He came into Winkler with a holy hell fire vengeance. Scaring everyone about the apocalyptic end times, how close we were to them, telling us Bryan Adams and Celine Dion had occult references in their songs and whatever else he felt like scaring people with. And I remember the second wave of him, it was when I was in grade 12, end of the school year. He came through town again.
Some of the girls in my grade and I, were sitting up in the grade 12 lounge, they were going on and on about the end times and all anti-christ everything that was everywhere. I had just fucking had it. I was leaving soon, and I was getting bolder. We were about to graduate and exams where the following week. I finally looked up at everyone, closed my biology text book and binder, folding them neatly into each other, so I didn't lose my place, and I said:
"Well that's great everyone, but just in case the world doesn't end tomorrow, I'm gonna go study for my biology exam. In the library." And I left.

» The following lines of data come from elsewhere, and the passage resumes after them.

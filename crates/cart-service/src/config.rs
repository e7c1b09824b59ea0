//! Cart service configuration.

use common::ServerConfig;
use common::config::{ConfigError, get_database_url, get_env_or_default};
use secrecy::SecretString;

pub const DEFAULT_PORT: u16 = 7000;

/// Settings for the cart service.
///
/// Reads from environment variables:
/// - `CARTS_DB_URL` (or `DATABASE_URL`) — PostgreSQL connection string
/// - `AUTH_ENDPOINT` — user-service introspection prefix
///   (default: `http://127.0.0.1:8000/user/`)
/// - `BOOK_SERVICES_URL` — book collection URL
///   (default: `http://127.0.0.1:9000/books/`)
#[derive(Debug, Clone)]
pub struct CartServiceConfig {
    pub server: ServerConfig,
    pub database_url: SecretString,
    pub auth_endpoint: String,
    pub book_service_url: String,
}

impl CartServiceConfig {
    pub fn from_env() -> Result<Self, ConfigError> {
        Ok(Self {
            server: ServerConfig::from_env("CART_SERVICE_PORT", DEFAULT_PORT)?,
            database_url: get_database_url("CARTS_DB_URL")?,
            auth_endpoint: get_env_or_default("AUTH_ENDPOINT", "http://127.0.0.1:8000/user/"),
            book_service_url: get_env_or_default(
                "BOOK_SERVICES_URL",
                "http://127.0.0.1:9000/books/",
            ),
        })
    }
}

#[cfg(test)]
mod tests {
    use serial_test::serial;

    use super::*;

    #[test]
    #[serial]
    fn test_defaults() {
        unsafe {
            std::env::set_var("CARTS_DB_URL", "postgres://localhost/carts");
            std::env::remove_var("CART_SERVICE_PORT");
            std::env::remove_var("BOOK_SERVICES_URL");
            std::env::remove_var("AUTH_ENDPOINT");
        }

        let config = CartServiceConfig::from_env().unwrap();
        assert_eq!(config.server.port, DEFAULT_PORT);
        assert_eq!(config.book_service_url, "http://127.0.0.1:9000/books/");
        assert_eq!(config.auth_endpoint, "http://127.0.0.1:8000/user/");

        unsafe { std::env::remove_var("CARTS_DB_URL") }
    }
}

It was the beginning of the leaving. It would take 10 years and then another 10 years to totally leave it all behind. Religious wounds, the barbwires around your self-worth that get wrapped around you the second you say out loud that you were born broken, and need saving and cleansing, are sticky and easily infected. Damning yourself to conditional love that must be earned, that is 'free' the same way that your credit card points are 'free,' and accepting a list of things to do that you will do with the quiet motivation to avoid eternal damnation, takes a lot of work to undo.
I stuck around for a year after high school, and then I went to the city did a year of bible school, looking for something more. Maybe a different denomination had the answer. That year of bible school is where my soul was almost crushed completely. (more on that another time, it was bad) I went to university after that and halfway through my second year I quit that and toured with my band...

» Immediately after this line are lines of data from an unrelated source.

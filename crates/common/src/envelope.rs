//! JSON envelope shared by every service response.

use axum::Json;
use axum::http::StatusCode;
use axum::response::{IntoResponse, Response};
use serde::{Deserialize, Serialize};

/// Status marker carried in every successful envelope.
pub const STATUS_SUCCESS: &str = "success";

/// Status marker carried in every error envelope.
pub const STATUS_ERROR: &str = "error";

/// Success envelope: `{"message": ..., "status": "success", "data": ...}`.
///
/// `data` is omitted for responses that only confirm an action.
#[derive(Debug, Clone, Serialize, Deserialize)]
pub struct ApiResponse<T> {
    pub message: String,
    pub status: String,
    #[serde(skip_serializing_if = "Option::is_none")]
    pub data: Option<T>,
}

impl<T> ApiResponse<T> {
    /// Builds a success envelope carrying `data`.
    pub fn success(message: impl Into<String>, data: T) -> Self {
        Self {
            message: message.into(),
            status: STATUS_SUCCESS.to_string(),
            data: Some(data),
        }
    }

    /// Pairs the envelope with a status code so handlers can return it directly.
    pub fn with_status(self, status: StatusCode) -> (StatusCode, Json<Self>) {
        (status, Json(self))
    }
}

impl ApiResponse<()> {
    /// Builds a success envelope without a `data` field.
    pub fn message(message: impl Into<String>) -> Self {
        Self {
            message: message.into(),
            status: STATUS_SUCCESS.to_string(),
            data: None,
        }
    }
}

impl<T: Serialize> IntoResponse for ApiResponse<T> {
    fn into_response(self) -> Response {
        Json(self).into_response()
    }
}

/// Error envelope: `{"status": "error", "detail": ...}`.
#[derive(Debug, Clone, Serialize, Deserialize)]
pub struct ErrorBody {
    pub status: String,
    pub detail: String,
}

impl ErrorBody {
    pub fn new(detail: impl Into<String>) -> Self {
        Self {
            status: STATUS_ERROR.to_string(),
            detail: detail.into(),
        }
    }
}

#[cfg(test)]
mod tests {
    use super::*;

    #[test]
    fn test_success_envelope_shape() {
        let body = serde_json::to_value(ApiResponse::success("Book created", 5)).unwrap();
        assert_eq!(body["message"], "Book created");
        assert_eq!(body["status"], "success");
        assert_eq!(body["data"], 5);
    }

    #[test]
    fn test_message_only_envelope_omits_data() {
        let body = serde_json::to_value(ApiResponse::message("Book deleted")).unwrap();
        assert!(body.get("data").is_none());
    }

    #[test]
    fn test_envelope_without_data_deserializes() {
        let parsed: ApiResponse<serde_json::Value> =
            serde_json::from_str(r#"{"message":"ok","status":"success"}"#).unwrap();
        assert!(parsed.data.is_none());
    }
}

(and now I will Intentionally skip half of my book and we will head over to 2008. At the time that this pivotal story begins, I was married to a banker and living in England. We had a flat in Little Venice, in London. Jude Law lived down the street from us and Michael Flaherty was across the canal. It was that kind of life. I'll tell that story another time as well.)

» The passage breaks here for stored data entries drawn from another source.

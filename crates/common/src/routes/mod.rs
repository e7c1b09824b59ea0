//! Operational endpoints mounted on every service.

pub mod health;
pub mod metrics;
//! Book CRUD and stock adjustment endpoints.
//!
//! Every route runs behind [`common::require_auth`]; mutations of the
//! catalog itself are limited to superusers.

use std::sync::Arc;

use axum::Json;
use axum::extract::State;
use axum::http::StatusCode;
use common::{ApiError, ApiResponse, BookId, CurrentUser, ValidatedJson, ValidatedPath};

use crate::models::{AdjustStockRequest, Book, BookPayload, StockLevel};
use crate::store::BookStore;

/// Shared application state accessible from all handlers.
pub struct AppState<S: BookStore> {
    pub store: S,
}

/// POST /books/ — add a book to the catalog.
#[tracing::instrument(skip_all, fields(user_id = %auth.user.id))]
pub async fn create<S: BookStore + 'static>(
    State(state): State<Arc<AppState<S>>>,
    CurrentUser(auth): CurrentUser,
    ValidatedJson(body): ValidatedJson<BookPayload>,
) -> Result<(StatusCode, Json<ApiResponse<Book>>), ApiError> {
    auth.user.require_superuser("create book")?;

    let book = state.store.insert(body, auth.user.id).await?;
    tracing::info!(book_id = %book.id, name = %book.name, "book created");
    metrics::counter!("books_created_total").increment(1);

    Ok(ApiResponse::success("Book created successfully", book).with_status(StatusCode::CREATED))
}

/// GET /books/ — list the whole catalog.
#[tracing::instrument(skip_all, fields(user_id = %auth.user.id))]
pub async fn list<S: BookStore + 'static>(
    State(state): State<Arc<AppState<S>>>,
    CurrentUser(auth): CurrentUser,
) -> Result<ApiResponse<Vec<Book>>, ApiError> {
    let books = state.store.list().await?;
    if books.is_empty() {
        return Err(ApiError::NotFound("No books found".to_string()));
    }

    tracing::debug!(count = books.len(), "books retrieved");
    Ok(ApiResponse::success("Books retrieved successfully", books))
}

/// GET /books/{id} — fetch one book.
#[tracing::instrument(skip(state))]
pub async fn get<S: BookStore + 'static>(
    State(state): State<Arc<AppState<S>>>,
    ValidatedPath(id): ValidatedPath<BookId>,
) -> Result<ApiResponse<Book>, ApiError> {
    let book = state
        .store
        .get(id)
        .await?
        .ok_or_else(|| ApiError::NotFound(format!("Book not found for ID {id}")))?;

    Ok(ApiResponse::success("Book retrieved successfully", book))
}

/// PUT /books/{id} — replace a book's details.
#[tracing::instrument(skip(state, auth, body), fields(user_id = %auth.user.id))]
pub async fn update<S: BookStore + 'static>(
    State(state): State<Arc<AppState<S>>>,
    CurrentUser(auth): CurrentUser,
    ValidatedPath(id): ValidatedPath<BookId>,
    ValidatedJson(body): ValidatedJson<BookPayload>,
) -> Result<ApiResponse<Book>, ApiError> {
    auth.user.require_superuser("update book")?;

    let book = state.store.update(id, body).await?;
    tracing::info!(name = %book.name, "book updated");
    metrics::counter!("books_updated_total").increment(1);

    Ok(ApiResponse::success("Book updated successfully", book))
}

/// DELETE /books/{id} — remove a book.
#[tracing::instrument(skip(state, auth), fields(user_id = %auth.user.id))]
pub async fn delete<S: BookStore + 'static>(
    State(state): State<Arc<AppState<S>>>,
    CurrentUser(auth): CurrentUser,
    ValidatedPath(id): ValidatedPath<BookId>,
) -> Result<ApiResponse<()>, ApiError> {
    auth.user.require_superuser("delete book")?;

    state.store.delete(id).await?;
    tracing::info!("book deleted");
    metrics::counter!("books_deleted_total").increment(1);

    Ok(ApiResponse::message("Book deleted successfully"))
}

/// PATCH /books/adjust_stock/{id} — take stock out (positive quantity) or
/// put it back (negative quantity).
///
/// Used by the cart service while placing and cancelling orders.
#[tracing::instrument(skip(state, body), fields(quantity = body.quantity))]
pub async fn adjust_stock<S: BookStore + 'static>(
    State(state): State<Arc<AppState<S>>>,
    ValidatedPath(id): ValidatedPath<BookId>,
    ValidatedJson(body): ValidatedJson<AdjustStockRequest>,
) -> Result<ApiResponse<StockLevel>, ApiError> {
    let new_stock = state.store.adjust_stock(id, body.quantity).await?;

    let direction = if body.quantity >= 0 { "out" } else { "in" };
    metrics::counter!("stock_adjustments_total", "direction" => direction).increment(1);
    tracing::info!(new_stock, "stock adjusted");

    Ok(ApiResponse::success(
        "Stock adjusted successfully",
        StockLevel { new_stock },
    ))
}
use std::collections::HashMap;

use async_trait::async_trait;
use common::{BookId, UserId};
use sqlx::{PgConnection, PgPool, Row, postgres::PgRow};

use super::{CartStore, Result, StoreError};
use crate::models::{Cart, CartId, CartItem, CartItemId};

const NUMERIC_OUT_OF_RANGE: &str = "22003";

const CART_COLUMNS: &str = "id, user_id, total_price, total_quantity, is_ordered";
const ITEM_COLUMNS: &str = "id, cart_id, book_id, quantity, price";

/// PostgreSQL-backed cart store.
#[derive(Debug, Clone)]
pub struct PostgresCartStore {
    pool: PgPool,
}

impl PostgresCartStore {
    pub fn new(pool: PgPool) -> Self {
        Self { pool }
    }

    pub fn pool(&self) -> &PgPool {
        &self.pool
    }

    pub async fn run_migrations(&self) -> Result<()> {
        sqlx::migrate!("../../migrations/carts")
            .run(&self.pool)
            .await?;
        Ok(())
    }

    fn row_to_cart(row: &PgRow) -> Result<Cart> {
        Ok(Cart {
            id: CartId::new(row.try_get("id")?),
            user_id: UserId::new(row.try_get("user_id")?),
            total_price: row.try_get("total_price")?,
            total_quantity: row.try_get("total_quantity")?,
            is_ordered: row.try_get("is_ordered")?,
            items: Vec::new(),
        })
    }

    fn row_to_item(row: &PgRow) -> Result<CartItem> {
        Ok(CartItem {
            id: CartItemId::new(row.try_get("id")?),
            cart_id: CartId::new(row.try_get("cart_id")?),
            book_id: BookId::new(row.try_get("book_id")?),
            quantity: row.try_get("quantity")?,
            price: row.try_get("price")?,
        })
    }

    /// Maps cart rows and attaches their items.
    async fn with_items(conn: &mut PgConnection, rows: Vec<PgRow>) -> Result<Vec<Cart>> {
        let mut carts = rows
            .iter()
            .map(Self::row_to_cart)
            .collect::<Result<Vec<_>>>()?;
        if carts.is_empty() {
            return Ok(carts);
        }

        let ids: Vec<i64> = carts.iter().map(|cart| cart.id.as_i64()).collect();
        let item_rows = sqlx::query(&format!(
            "SELECT {ITEM_COLUMNS} FROM cart_items WHERE cart_id = ANY($1) ORDER BY id"
        ))
        .bind(ids.as_slice())
        .fetch_all(&mut *conn)
        .await?;

        let mut items: HashMap<CartId, Vec<CartItem>> = HashMap::new();
        for row in &item_rows {
            let item = Self::row_to_item(row)?;
            items.entry(item.cart_id).or_default().push(item);
        }
        for cart in &mut carts {
            cart.items = items.remove(&cart.id).unwrap_or_default();
        }

        Ok(carts)
    }

    async fn refresh_totals(conn: &mut PgConnection, cart_id: i64) -> Result<()> {
        sqlx::query(
            r#"
            UPDATE carts
            SET total_price = COALESCE((SELECT SUM(price) FROM cart_items WHERE cart_id = $1), 0),
                total_quantity = COALESCE((SELECT SUM(quantity) FROM cart_items WHERE cart_id = $1), 0)
            WHERE id = $1
            "#,
        )
        .bind(cart_id)
        .execute(&mut *conn)
        .await
        .map_err(Self::map_totals_error)?;
        Ok(())
    }

    fn map_totals_error(e: sqlx::Error) -> StoreError {
        if let sqlx::Error::Database(ref db_err) = e
            && db_err.code().as_deref() == Some(NUMERIC_OUT_OF_RANGE)
        {
            return StoreError::TotalOutOfRange;
        }
        StoreError::Database(e)
    }

    async fn fetch_carts(&self, sql: &str, user_id: UserId) -> Result<Vec<Cart>> {
        let mut conn = self.pool.acquire().await?;
        let rows = sqlx::query(sql)
            .bind(user_id.as_i64())
            .fetch_all(&mut *conn)
            .await?;
        Self::with_items(&mut conn, rows).await
    }
}

#[async_trait]
impl CartStore for PostgresCartStore {
    #[tracing::instrument(skip(self))]
    async fn open_cart(&self, user_id: UserId) -> Result<Option<Cart>> {
        let sql = format!("SELECT {CART_COLUMNS} FROM carts WHERE user_id = $1 AND NOT is_ordered");
        Ok(self.fetch_carts(&sql, user_id).await?.into_iter().next())
    }

    #[tracing::instrument(skip(self))]
    async fn upsert_item(
        &self,
        user_id: UserId,
        book_id: BookId,
        quantity: i32,
        line_price: i64,
    ) -> Result<CartItem> {
        let mut tx = self.pool.begin().await?;

        sqlx::query(
            r#"
            INSERT INTO carts (user_id) VALUES ($1)
            ON CONFLICT (user_id) WHERE NOT is_ordered DO NOTHING
            "#,
        )
        .bind(user_id.as_i64())
        .execute(&mut *tx)
        .await?;

        let cart_id: i64 =
            sqlx::query_scalar("SELECT id FROM carts WHERE user_id = $1 AND NOT is_ordered")
                .bind(user_id.as_i64())
                .fetch_one(&mut *tx)
                .await?;

        let row = sqlx::query(&format!(
            r#"
            INSERT INTO cart_items (cart_id, book_id, quantity, price)
            VALUES ($1, $2, $3, $4)
            ON CONFLICT ON CONSTRAINT unique_cart_book
            DO UPDATE SET quantity = EXCLUDED.quantity, price = EXCLUDED.price
            RETURNING {ITEM_COLUMNS}
            "#
        ))
        .bind(cart_id)
        .bind(book_id.as_i64())
        .bind(quantity)
        .bind(line_price)
        .fetch_one(&mut *tx)
        .await?;

        Self::refresh_totals(&mut tx, cart_id).await?;
        tx.commit().await?;

        Self::row_to_item(&row)
    }

    #[tracing::instrument(skip(self))]
    async fn remove_item(&self, user_id: UserId, item_id: CartItemId) -> Result<()> {
        let mut tx = self.pool.begin().await?;

        let cart_id: i64 =
            sqlx::query_scalar("SELECT id FROM carts WHERE user_id = $1 AND NOT is_ordered")
                .bind(user_id.as_i64())
                .fetch_optional(&mut *tx)
                .await?
                .ok_or(StoreError::CartNotFound)?;

        let deleted = sqlx::query("DELETE FROM cart_items WHERE id = $1 AND cart_id = $2")
            .bind(item_id.as_i64())
            .bind(cart_id)
            .execute(&mut *tx)
            .await?;
        if deleted.rows_affected() == 0 {
            return Err(StoreError::ItemNotFound);
        }

        Self::refresh_totals(&mut tx, cart_id).await?;
        tx.commit().await?;
        Ok(())
    }

    #[tracing::instrument(skip(self))]
    async fn mark_ordered(&self, cart_id: CartId) -> Result<Cart> {
        let mut conn = self.pool.acquire().await?;
        let row = sqlx::query(&format!(
            "UPDATE carts SET is_ordered = TRUE WHERE id = $1 AND NOT is_ordered RETURNING {CART_COLUMNS}"
        ))
        .bind(cart_id.as_i64())
        .fetch_optional(&mut *conn)
        .await?
        .ok_or(StoreError::CartNotFound)?;

        Self::with_items(&mut conn, vec![row])
            .await?
            .pop()
            .ok_or(StoreError::CartNotFound)
    }

    #[tracing::instrument(skip(self))]
    async fn ordered_carts(&self, user_id: UserId) -> Result<Vec<Cart>> {
        let sql =
            format!("SELECT {CART_COLUMNS} FROM carts WHERE user_id = $1 AND is_ordered ORDER BY id");
        self.fetch_carts(&sql, user_id).await
    }

    #[tracing::instrument(skip(self))]
    async fn latest_ordered_cart(&self, user_id: UserId) -> Result<Option<Cart>> {
        let sql = format!(
            "SELECT {CART_COLUMNS} FROM carts WHERE user_id = $1 AND is_ordered ORDER BY id DESC LIMIT 1"
        );
        Ok(self.fetch_carts(&sql, user_id).await?.into_iter().next())
    }

    #[tracing::instrument(skip(self))]
    async fn delete_cart(&self, cart_id: CartId) -> Result<()> {
        let result = sqlx::query("DELETE FROM carts WHERE id = $1")
            .bind(cart_id.as_i64())
            .execute(&self.pool)
            .await?;

        if result.rows_affected() == 0 {
            return Err(StoreError::CartNotFound);
        }
        Ok(())
    }
}
//! Cart records and request schemas.

use common::{BookId, UserId, Validate, ValidationError};
use serde::{Deserialize, Serialize};
use thiserror::Error;

/// Database identifier of a cart (and of the order it becomes).
#[derive(Debug, Clone, Copy, PartialEq, Eq, Hash, PartialOrd, Ord, Serialize, Deserialize)]
#[serde(transparent)]
pub struct CartId(i64);

impl CartId {
    pub const fn new(id: i64) -> Self {
        Self(id)
    }

    pub const fn as_i64(&self) -> i64 {
        self.0
    }
}

impl std::fmt::Display for CartId {
    fn fmt(&self, f: &mut std::fmt::Formatter<'_>) -> std::fmt::Result {
        write!(f, "{}", self.0)
    }
}

/// Database identifier of a cart line.
#[derive(Debug, Clone, Copy, PartialEq, Eq, Hash, PartialOrd, Ord, Serialize, Deserialize)]
#[serde(transparent)]
pub struct CartItemId(i64);

impl CartItemId {
    pub const fn new(id: i64) -> Self {
        Self(id)
    }

    pub const fn as_i64(&self) -> i64 {
        self.0
    }
}

impl std::fmt::Display for CartItemId {
    fn fmt(&self, f: &mut std::fmt::Formatter<'_>) -> std::fmt::Result {
        write!(f, "{}", self.0)
    }
}

/// One line of a cart.
#[derive(Debug, Clone, PartialEq, Eq, Serialize, Deserialize)]
pub struct CartItem {
    pub id: CartItemId,
    pub cart_id: CartId,
    pub book_id: BookId,
    pub quantity: i32,
    /// Line total: unit price times quantity when the line was last set.
    pub price: i64,
}

/// A user's cart. Once `is_ordered` is set it is an order.
#[derive(Debug, Clone, PartialEq, Eq, Serialize, Deserialize)]
pub struct Cart {
    pub id: CartId,
    pub user_id: UserId,
    pub total_price: i64,
    pub total_quantity: i32,
    pub is_ordered: bool,
    pub items: Vec<CartItem>,
}

impl Cart {
    pub fn new(id: CartId, user_id: UserId) -> Self {
        Self {
            id,
            user_id,
            total_price: 0,
            total_quantity: 0,
            is_ordered: false,
            items: Vec::new(),
        }
    }

    /// Recomputes the totals from the current items.
    ///
    /// On overflow the cart is left unchanged.
    pub fn recalculate_totals(&mut self) -> Result<(), TotalOutOfRange> {
        let total_price = self
            .items
            .iter()
            .try_fold(0i64, |acc, item| acc.checked_add(item.price))
            .ok_or(TotalOutOfRange)?;
        let total_quantity = self
            .items
            .iter()
            .try_fold(0i32, |acc, item| acc.checked_add(item.quantity))
            .ok_or(TotalOutOfRange)?;

        self.total_price = total_price;
        self.total_quantity = total_quantity;
        Ok(())
    }
}

/// A cart total no longer fits its column type.
#[derive(Debug, Clone, Copy, PartialEq, Eq, Error)]
#[error("Cart total out of range")]
pub struct TotalOutOfRange;

/// Body of `POST /cart/items/`.
#[derive(Debug, Clone, Copy, PartialEq, Eq, Deserialize)]
pub struct AddItemRequest {
    pub book_id: BookId,
    pub quantity: i32,
}

impl Validate for AddItemRequest {
    fn validate(&self) -> Result<(), ValidationError> {
        if self.quantity <= 0 {
            return Err(ValidationError::new("quantity", "must be greater than zero"));
        }
        Ok(())
    }
}
use std::collections::HashMap;
use std::sync::Arc;

use async_trait::async_trait;
use common::UserId;
use tokio::sync::RwLock;

use super::{Result, StoreError, UserStore};
use crate::models::{NewUser, User};

#[derive(Debug, Default)]
struct Inner {
    users: HashMap<UserId, User>,
    next_id: i64,
}

/// In-memory user store used by tests.
#[derive(Debug, Clone, Default)]
pub struct InMemoryUserStore {
    inner: Arc<RwLock<Inner>>,
}

impl InMemoryUserStore {
    pub fn new() -> Self {
        Self::default()
    }

    pub async fn len(&self) -> usize {
        self.inner.read().await.users.len()
    }

    pub async fn is_empty(&self) -> bool {
        self.len().await == 0
    }
}

#[async_trait]
impl UserStore for InMemoryUserStore {
    async fn insert(&self, user: NewUser) -> Result<User> {
        let mut inner = self.inner.write().await;

        if inner.users.values().any(|u| u.email == user.email) {
            return Err(StoreError::DuplicateEmail);
        }

        inner.next_id += 1;
        let user = User {
            id: UserId::new(inner.next_id),
            email: user.email,
            password_hash: user.password_hash,
            first_name: user.first_name,
            last_name: user.last_name,
            is_verified: false,
            is_superuser: user.is_superuser,
        };
        inner.users.insert(user.id, user.clone());
        Ok(user)
    }

    async fn find_by_email(&self, email: &str) -> Result<Option<User>> {
        let inner = self.inner.read().await;
        Ok(inner.users.values().find(|u| u.email == email).cloned())
    }

    async fn find_by_id(&self, id: UserId) -> Result<Option<User>> {
        Ok(self.inner.read().await.users.get(&id).cloned())
    }

    async fn mark_verified(&self, id: UserId) -> Result<User> {
        let mut inner = self.inner.write().await;
        let user = inner.users.get_mut(&id).ok_or(StoreError::NotFound)?;
        user.is_verified = true;
        Ok(user.clone())
    }
}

So there I was, in the old European city on the other side of the Atlantic that I had planned on. We'd moved from New York and its high heels, to London, a year earlier. Before New York, I'd been on the radio, signed autographs, won awards and even gotten onto a bill with the Mathew Good Band. I'd done it all and now I was studying nutrition, had a new biology text and was unhappily married, and living in London.
One typical weekend, hanging out at the Montreaux Palace in Switzerland on vacation, as you do, I got a call. It was my colleague Kathryn. I worked with her and her husband, Guy Meadows (he's now known as "The Sleep Doctor" in the UK.) We worked out of a little clinic and pilates studio in Little Venice. She also worked in a physiotherapy clinic in Notting Hill. She was calling me because the owner of the physio clinic, Tony, had just had some of his international clients ask if he could bring a nutritionist along on their vacation. He and his staff were already scheduled to travel to do therapy and movement classes for them, but he didn't have a Nutritional Therapist on staff. Kathryn just happened to be there at the front desk when this discussion was happening and she piped up, "We have one!"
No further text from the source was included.